The ones in Korean that show up the moment her mech reaches 1 HP. And then they flash once or twice. To the outside observer, that’s the part where her mech undergoes death animation. That’s the part where she has i-frames. 9:19 or 9:20 in video.
Look at the video, look at the commentary. “It is possible to die before you’ve even ejected and are in control of your character”.
Oh, yes, it’s definitely possible to die before she actually gains control. But she still has a window in which she is invulnerable before her eject even begins. The moment her model actually appears is when she becomes vulnerable. But there’s a delay of 1 second or 0.75 seconds from the moment her mech reaches 1 HP to the time when baby D.Va is actually vulnerable.
Yes, she has a handful of frames of invulnerability while the mech dies in which you can either eject, or eject and do self-destruct if you have it.
However, Pilot D.va is completely vulnerable from the very frame she ejects from the mech, so OP’s point is invalid.
Baby D.va shouldn’t start taking damage on the same frame that her mech is destroyed. not only would that look completely stupid, it would be unfair as well.
Yes, she has a handful of frames of invulnerability while the mech dies in which you can either eject, or eject and do self-destruct if you have it.
However, Pilot D.va is completely vulnerable from the very frame she ejects from the mech, so OP’s point is invalid.
Yeah, ok. I wasn’t sure if you were responding to him or to us who were discussing the existence of those frames in the first place.
Baby D.va shouldn’t start taking damage on the same frame that her mech is destroyed. not only would that look completely stupid, it would be unfair as well.
I simply think she should start to propel out of mech the moment it gets to 1 HP. Not after a delay. She still contests the point during those iframes and you can’t do anything to stop her from doing so.
So? That’s not something that you can abuse or tactically use to your advantage. it’s basically a grace window for the D.va player, in which they’re given a second in which to think:
“OK, my mech has been destroyed and I am about to be in control of a very squishy and vulnerable character instead of a sturdy tank. I should run for cover immediately!”.
To have her immediately controllable and vulnerable the second her mech is destroyed is unfair and ridiculous.
She becomes immediately controllable and vulnerable when she pops self-destruct. There isn’t a delay. She immediately starts ejecting.
And it may seem like little, but that’s basically 10 seconds in a long 2CP game of free stall in addition to her already formidable stalling capabilities.
The true reason why it’s there is to give D.Va player a moment to initiate self-destruct to get a new mech if she wishes to. But even that seems too lenient.
There is a delay, but you don’t see it the way you’re thinking.
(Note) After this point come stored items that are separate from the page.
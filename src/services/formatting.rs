//! Presentation formatting: fixed decimal places and a per-language string
//! bundle. Engines never round; this is the only place numbers become text.

use serde::{Deserialize, Serialize};
use utoipa::{IntoParams, ToSchema};

use crate::models::estimate::{Advisory, AqiCategory, CalculationResult, Payback, Scheme};

#[derive(Debug, Clone, Copy, Default, PartialEq, Eq, Serialize, Deserialize, ToSchema)]
#[serde(rename_all = "lowercase")]
pub enum Language {
    #[default]
    En,
    Hi,
}

#[derive(Debug, Default, Deserialize, IntoParams)]
#[into_params(parameter_in = Query)]
pub struct LanguageQuery {
    /// `en` (default) or `hi`
    #[serde(default)]
    pub lang: Language,
}

pub struct StringBundle {
    pub not_applicable: &'static str,
    pub no_loan: &'static str,
    pub eligible: &'static str,
    pub not_eligible: &'static str,
    pub scheme_pm_surya_ghar_mp: &'static str,
    pub scheme_up: &'static str,
    pub scheme_gujarat: &'static str,
    pub scheme_none: &'static str,
    pub aqi_good: &'static str,
    pub aqi_moderate: &'static str,
    pub aqi_unhealthy: &'static str,
    /// `{kwh}` is replaced with the insolation actually used
    pub advisory_irradiance_fallback: &'static str,
    pub advisory_air_quality_unavailable: &'static str,
    pub advisory_roof_capped: &'static str,
    pub advisory_budget_capped: &'static str,
    /// Placeholders: `{bill}` `{kw}` `{cost}` `{savings}` `{payback}` `{co2}` `{trees}`
    pub explainer: &'static str,
}

pub const EN: StringBundle = StringBundle {
    not_applicable: "N/A",
    no_loan: "No Loan",
    eligible: "Eligible",
    not_eligible: "Not Eligible for Subsidy",
    scheme_pm_surya_ghar_mp: "PM Surya Ghar (Madhya Pradesh)",
    scheme_up: "UP Solar Rooftop Subsidy Scheme",
    scheme_gujarat: "Gujarat Solar Subsidy Scheme",
    scheme_none: "No specific scheme found",
    aqi_good: "Good",
    aqi_moderate: "Moderate",
    aqi_unhealthy: "Unhealthy",
    advisory_irradiance_fallback: "NASA data unavailable. Using estimate ({kwh} kWh).",
    advisory_air_quality_unavailable: "Air quality data unavailable for this location.",
    advisory_roof_capped: "System size adjusted to fit your roof area.",
    advisory_budget_capped: "System size adjusted to fit your budget.",
    explainer: "Hello! Based on your bill of ₹{bill}, you'll need an approximate {kw} kilowatt solar system. \
The estimated cost will be ₹{cost}. You'll save around ₹{savings} per month, and the payback period is {payback} years. \
This is equivalent to saving {co2} tons of carbon dioxide, which is like planting {trees} trees.",
};

pub const HI: StringBundle = StringBundle {
    not_applicable: "लागू नहीं",
    no_loan: "कोई ऋण नहीं",
    eligible: "पात्र",
    not_eligible: "सब्सिडी के लिए पात्र नहीं",
    scheme_pm_surya_ghar_mp: "पीएम सूर्य घर (मध्य प्रदेश)",
    scheme_up: "यूपी सोलर रूफटॉप सब्सिडी योजना",
    scheme_gujarat: "गुजरात सोलर सब्सिडी योजना",
    scheme_none: "कोई विशेष योजना नहीं मिली",
    aqi_good: "अच्छा",
    aqi_moderate: "मध्यम",
    aqi_unhealthy: "अस्वास्थ्यकर",
    advisory_irradiance_fallback: "नासा डेटा उपलब्ध नहीं है। अनुमान ({kwh} kWh) का उपयोग किया जा रहा है।",
    advisory_air_quality_unavailable: "इस स्थान के लिए वायु गुणवत्ता डेटा उपलब्ध नहीं है।",
    advisory_roof_capped: "सिस्टम का आकार आपकी छत के क्षेत्रफल के अनुसार समायोजित किया गया।",
    advisory_budget_capped: "सिस्टम का आकार आपके बजट के अनुसार समायोजित किया गया।",
    explainer: "नमस्ते! आपके ₹{bill} के बिल के आधार पर, आपको लगभग {kw} किलोवाट का सोलर सिस्टम चाहिए। \
इसका अनुमानित खर्च ₹{cost} होगा। आप हर महीने लगभग ₹{savings} बचाएंगे \
और आपका पैसा {payback} साल में वसूल हो जाएगा। \
यह {co2} टन कार्बन डाइऑक्साइड बचाने के बराबर है, जो {trees} पेड़ लगाने जैसा है।",
};

pub fn bundle(lang: Language) -> &'static StringBundle {
    match lang {
        Language::En => &EN,
        Language::Hi => &HI,
    }
}

impl StringBundle {
    pub fn scheme(&self, scheme: Scheme) -> &'static str {
        match scheme {
            Scheme::PmSuryaGharMadhyaPradesh => self.scheme_pm_surya_ghar_mp,
            Scheme::UpSolarRooftop => self.scheme_up,
            Scheme::GujaratSolar => self.scheme_gujarat,
            Scheme::NoneFound => self.scheme_none,
        }
    }

    pub fn aqi(&self, category: AqiCategory) -> &'static str {
        match category {
            AqiCategory::Good => self.aqi_good,
            AqiCategory::Moderate => self.aqi_moderate,
            AqiCategory::Unhealthy => self.aqi_unhealthy,
        }
    }

    pub fn advisory(&self, advisory: Advisory, avg_insolation: f64) -> String {
        match advisory {
            Advisory::IrradianceFallback => self
                .advisory_irradiance_fallback
                .replace("{kwh}", &format!("{:.1}", avg_insolation)),
            Advisory::AirQualityUnavailable => self.advisory_air_quality_unavailable.to_string(),
            Advisory::RoofCapped => self.advisory_roof_capped.to_string(),
            Advisory::BudgetCapped => self.advisory_budget_capped.to_string(),
        }
    }
}

/// One bar of the quick EMI plan.
#[derive(Debug, Clone, PartialEq, Serialize, ToSchema)]
pub struct QuickEmiLine {
    /// e.g. `12 EMI`
    pub label: String,
    pub monthly_amount: String,
}

/// Result rendered for display. Every field is ready-to-print text.
#[derive(Debug, Clone, PartialEq, Serialize, ToSchema)]
pub struct DisplaySummary {
    pub language: Language,
    pub required_kw: String,
    pub install_cost: String,
    pub monthly_savings: String,
    pub payback_years: String,
    pub co2_tons_per_year: String,
    pub trees_equivalent: String,
    pub subsidy_status: String,
    pub scheme_name: String,
    pub subsidy_amount: String,
    pub final_cost_after_subsidy: String,
    pub lender_name: String,
    pub monthly_installment: String,
    pub quick_emi: Vec<QuickEmiLine>,
    pub aqi_city: Option<String>,
    pub aqi_category: Option<String>,
    pub rover_days: String,
    pub iss_seconds: String,
    pub mars_kw: String,
    pub mars_battery_kwh: String,
    pub moon_kw: String,
    pub moon_battery_kwh: String,
    pub advisories: Vec<String>,
    /// Short spoken-style summary of the headline numbers
    pub explainer: String,
}

impl DisplaySummary {
    pub fn render(result: &CalculationResult, lang: Language) -> Self {
        let text = bundle(lang);
        let payback_years = match result.payback {
            Payback::Years(years) => format!("{:.1}", years),
            Payback::NotApplicable => text.not_applicable.to_string(),
        };
        let lender_name = if result.loan.principal > 0.0 || result.loan.term_years > 0 {
            result.loan.lender_name.clone()
        } else {
            text.no_loan.to_string()
        };
        let g = &result.gamification;
        let required_kw = format!("{:.2}", result.required_kw);
        let install_cost = format!("{:.0}", result.install_cost);
        let monthly_savings = format!("{:.0}", result.monthly_savings);
        let co2_tons_per_year = format!("{:.1}", result.co2_tons_per_year);
        let trees_equivalent = result.trees_equivalent.to_string();
        let explainer = text
            .explainer
            .replace("{bill}", &result.bill.to_string())
            .replace("{kw}", &required_kw)
            .replace("{cost}", &install_cost)
            .replace("{savings}", &monthly_savings)
            .replace("{payback}", &payback_years)
            .replace("{co2}", &co2_tons_per_year)
            .replace("{trees}", &trees_equivalent);

        Self {
            language: lang,
            required_kw,
            install_cost,
            monthly_savings,
            payback_years,
            co2_tons_per_year,
            trees_equivalent,
            subsidy_status: if result.subsidy.is_eligible {
                text.eligible.to_string()
            } else {
                text.not_eligible.to_string()
            },
            scheme_name: text.scheme(result.subsidy.scheme).to_string(),
            subsidy_amount: format!("{:.0}", result.subsidy.subsidy_amount),
            final_cost_after_subsidy: format!("{:.0}", result.final_cost_after_subsidy),
            lender_name,
            monthly_installment: format!("{:.0}", result.loan.monthly_installment),
            quick_emi: result
                .quick_emi
                .iter()
                .map(|q| QuickEmiLine {
                    label: format!("{} EMI", q.months),
                    monthly_amount: format!("{:.0}", q.monthly_amount),
                })
                .collect(),
            aqi_city: result
                .aqi_reading
                .as_ref()
                .map(|r| r.city_name.split(',').next().unwrap_or_default().trim().to_string()),
            aqi_category: result.pollution.map(|p| text.aqi(p.category).to_string()),
            rover_days: format!("{:.0}", g.rover_equivalent_days),
            iss_seconds: format!("{:.0}", g.iss_equivalent_seconds),
            mars_kw: format!("{:.2}", g.mars.system_kw),
            mars_battery_kwh: format!("{:.1}", g.mars.battery_kwh),
            moon_kw: format!("{:.2}", g.moon.system_kw),
            moon_battery_kwh: format!("{:.1}", g.moon.battery_kwh),
            advisories: result
                .advisories
                .iter()
                .map(|a| text.advisory(*a, result.avg_insolation))
                .collect(),
            explainer,
        }
    }
}
/// Adds the reading and its pollution estimate, or the unavailable advisory.
pub fn attach_air_quality(result: &mut CalculationResult, aqi: Option<AqiReading>) {
    match aqi {
        Some(reading) => {
            result.pollution = Some(environmental::pollution_estimate(&reading, result.co2_tons_per_year));
            result.aqi_reading = Some(reading);
        }
        None => {
            result.pollution = None;
            result.aqi_reading = None;
            if !result.advisories.contains(&Advisory::AirQualityUnavailable) {
                result.advisories.push(Advisory::AirQualityUnavailable);
                result.advisories.sort();
            }
        }
    }
}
There are 2 portions to this: the actual code/logic and the model. The code must be attached to the model for it to work properly and the code must be assigned to that model. The code cannot just jump between assigned models, so what’s happening with D.va is when the Meka is killed, its a complete model swap to the pilot with pilot logic while the meka and its logic are taken out of the game.
The model and the logic are two different things, but both are required to make the game work.
You see, for the computer - everything happens instantly… Or near instantly as in milliseconds, but in order. Command 1, Command 2, Command 3… It could be one command, it could be thousands (in this case it would be thousands). These are executed one after another, but so rapidly it may as well be instant. The effect is that yes, you take control of the pilot instantly.
However, that’s just the coding… Which is attached to the model. The coding is the instructions that interprets how the model is supposed to move and what it does. For a model to be rendered in 3D, thousands of geographic vector calculations are taking place to compute the XYZ coordinates of the geometry. There is no telling - at least for PC users, what CPU I’m using, how much RAM I have, and which graphic card I’m using as well as the speed of my internet connection. All of these things are accounted for in system requirements. The point I’m trying to make is that older hardware will experience a delay.
At the extreme end of things, my friend has such an old computer that when you shoot a rocket with Pharah, the missile will not render, so it’s invisible… At least until it reaches the target and there’s an explosion. A pharah rocket is a very low poly item. Imagine the delay when rendering a high poly character if it was done instantly. The result is that in competitive matches, you would have an invisible D.Va popping out of the meka, and you wouldn’t be able to tell where she’s going or where she’s landing until it’s too late.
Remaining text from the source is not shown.